Task material:
- - - - -
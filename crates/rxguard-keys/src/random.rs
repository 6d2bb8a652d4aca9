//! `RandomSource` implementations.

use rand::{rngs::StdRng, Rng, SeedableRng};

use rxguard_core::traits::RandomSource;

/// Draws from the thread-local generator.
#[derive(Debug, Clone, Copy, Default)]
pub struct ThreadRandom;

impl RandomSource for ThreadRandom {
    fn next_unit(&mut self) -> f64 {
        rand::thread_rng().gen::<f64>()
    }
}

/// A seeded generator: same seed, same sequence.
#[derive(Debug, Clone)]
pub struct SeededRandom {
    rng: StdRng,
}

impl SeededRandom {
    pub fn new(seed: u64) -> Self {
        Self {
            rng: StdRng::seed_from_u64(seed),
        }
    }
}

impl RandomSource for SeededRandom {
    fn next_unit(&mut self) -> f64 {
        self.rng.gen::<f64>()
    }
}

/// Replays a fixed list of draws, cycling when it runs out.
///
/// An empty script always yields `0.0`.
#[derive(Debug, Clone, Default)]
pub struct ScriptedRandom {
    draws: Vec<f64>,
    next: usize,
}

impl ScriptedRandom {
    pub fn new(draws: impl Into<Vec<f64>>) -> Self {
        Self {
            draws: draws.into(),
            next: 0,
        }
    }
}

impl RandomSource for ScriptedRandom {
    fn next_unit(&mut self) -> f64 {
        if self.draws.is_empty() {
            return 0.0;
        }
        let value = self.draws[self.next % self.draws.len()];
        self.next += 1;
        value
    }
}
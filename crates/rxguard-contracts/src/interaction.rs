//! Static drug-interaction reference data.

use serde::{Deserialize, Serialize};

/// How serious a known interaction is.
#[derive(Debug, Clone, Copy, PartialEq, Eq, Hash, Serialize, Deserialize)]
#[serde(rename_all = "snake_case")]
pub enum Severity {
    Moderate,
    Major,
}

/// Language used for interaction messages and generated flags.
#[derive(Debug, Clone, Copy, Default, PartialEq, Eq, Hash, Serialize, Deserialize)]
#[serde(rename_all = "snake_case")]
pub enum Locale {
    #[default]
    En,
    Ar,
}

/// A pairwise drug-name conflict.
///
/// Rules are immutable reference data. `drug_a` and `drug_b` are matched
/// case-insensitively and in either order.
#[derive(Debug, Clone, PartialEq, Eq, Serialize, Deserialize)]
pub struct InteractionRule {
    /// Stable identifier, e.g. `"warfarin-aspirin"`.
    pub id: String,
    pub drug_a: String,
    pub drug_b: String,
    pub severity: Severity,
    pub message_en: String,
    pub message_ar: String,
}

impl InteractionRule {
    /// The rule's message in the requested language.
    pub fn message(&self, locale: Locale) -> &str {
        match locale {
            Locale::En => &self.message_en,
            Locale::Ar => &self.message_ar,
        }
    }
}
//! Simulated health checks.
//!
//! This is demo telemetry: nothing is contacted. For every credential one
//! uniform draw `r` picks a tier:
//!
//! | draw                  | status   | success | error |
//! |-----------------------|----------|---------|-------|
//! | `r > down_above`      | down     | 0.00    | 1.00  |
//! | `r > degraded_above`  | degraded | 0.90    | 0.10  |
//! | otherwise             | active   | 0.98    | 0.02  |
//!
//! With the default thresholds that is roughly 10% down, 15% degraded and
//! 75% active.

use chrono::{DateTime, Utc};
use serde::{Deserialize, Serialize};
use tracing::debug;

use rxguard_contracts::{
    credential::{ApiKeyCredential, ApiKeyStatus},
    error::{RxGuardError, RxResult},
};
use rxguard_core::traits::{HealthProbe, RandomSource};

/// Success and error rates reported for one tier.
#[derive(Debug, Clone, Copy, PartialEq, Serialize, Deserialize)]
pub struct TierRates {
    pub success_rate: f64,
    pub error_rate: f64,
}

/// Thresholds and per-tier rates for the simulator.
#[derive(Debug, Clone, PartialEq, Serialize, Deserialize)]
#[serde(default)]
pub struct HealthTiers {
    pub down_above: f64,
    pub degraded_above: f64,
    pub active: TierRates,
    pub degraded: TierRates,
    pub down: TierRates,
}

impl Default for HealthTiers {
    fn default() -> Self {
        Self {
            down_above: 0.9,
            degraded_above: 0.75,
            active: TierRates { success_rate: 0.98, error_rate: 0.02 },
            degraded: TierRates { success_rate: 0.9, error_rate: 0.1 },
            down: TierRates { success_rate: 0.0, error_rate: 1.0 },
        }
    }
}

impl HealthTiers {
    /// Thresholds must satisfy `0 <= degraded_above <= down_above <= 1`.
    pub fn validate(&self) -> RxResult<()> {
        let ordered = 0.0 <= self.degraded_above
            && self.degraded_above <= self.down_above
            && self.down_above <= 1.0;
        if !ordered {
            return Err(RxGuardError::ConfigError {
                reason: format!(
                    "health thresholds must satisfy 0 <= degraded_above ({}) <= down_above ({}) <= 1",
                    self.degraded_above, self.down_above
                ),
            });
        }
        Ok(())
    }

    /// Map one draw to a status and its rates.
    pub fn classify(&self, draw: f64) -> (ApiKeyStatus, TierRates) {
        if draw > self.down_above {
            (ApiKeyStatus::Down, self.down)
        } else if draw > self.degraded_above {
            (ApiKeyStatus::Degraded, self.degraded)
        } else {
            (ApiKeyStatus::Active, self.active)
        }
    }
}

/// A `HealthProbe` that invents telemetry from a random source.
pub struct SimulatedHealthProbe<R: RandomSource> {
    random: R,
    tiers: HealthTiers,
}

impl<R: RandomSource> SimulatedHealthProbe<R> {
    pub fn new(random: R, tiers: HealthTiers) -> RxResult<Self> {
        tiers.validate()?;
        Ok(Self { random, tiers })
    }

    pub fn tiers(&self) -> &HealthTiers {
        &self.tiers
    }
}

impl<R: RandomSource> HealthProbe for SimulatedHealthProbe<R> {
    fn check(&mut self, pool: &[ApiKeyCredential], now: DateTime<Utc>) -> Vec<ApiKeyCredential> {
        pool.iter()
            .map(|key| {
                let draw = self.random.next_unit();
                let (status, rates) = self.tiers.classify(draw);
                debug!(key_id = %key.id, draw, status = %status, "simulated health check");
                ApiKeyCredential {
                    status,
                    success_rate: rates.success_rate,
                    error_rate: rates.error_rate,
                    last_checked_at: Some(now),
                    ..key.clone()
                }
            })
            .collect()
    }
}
- - - - -
What the task requires: Copy, from the data above, every line where the word "struct" appears.

Exercise solution:
pub struct ThreadRandom;
pub struct SeededRandom {
pub struct ScriptedRandom {
pub struct InteractionRule {
pub struct TierRates {
pub struct HealthTiers {
pub struct SimulatedHealthProbe<R: RandomSource> {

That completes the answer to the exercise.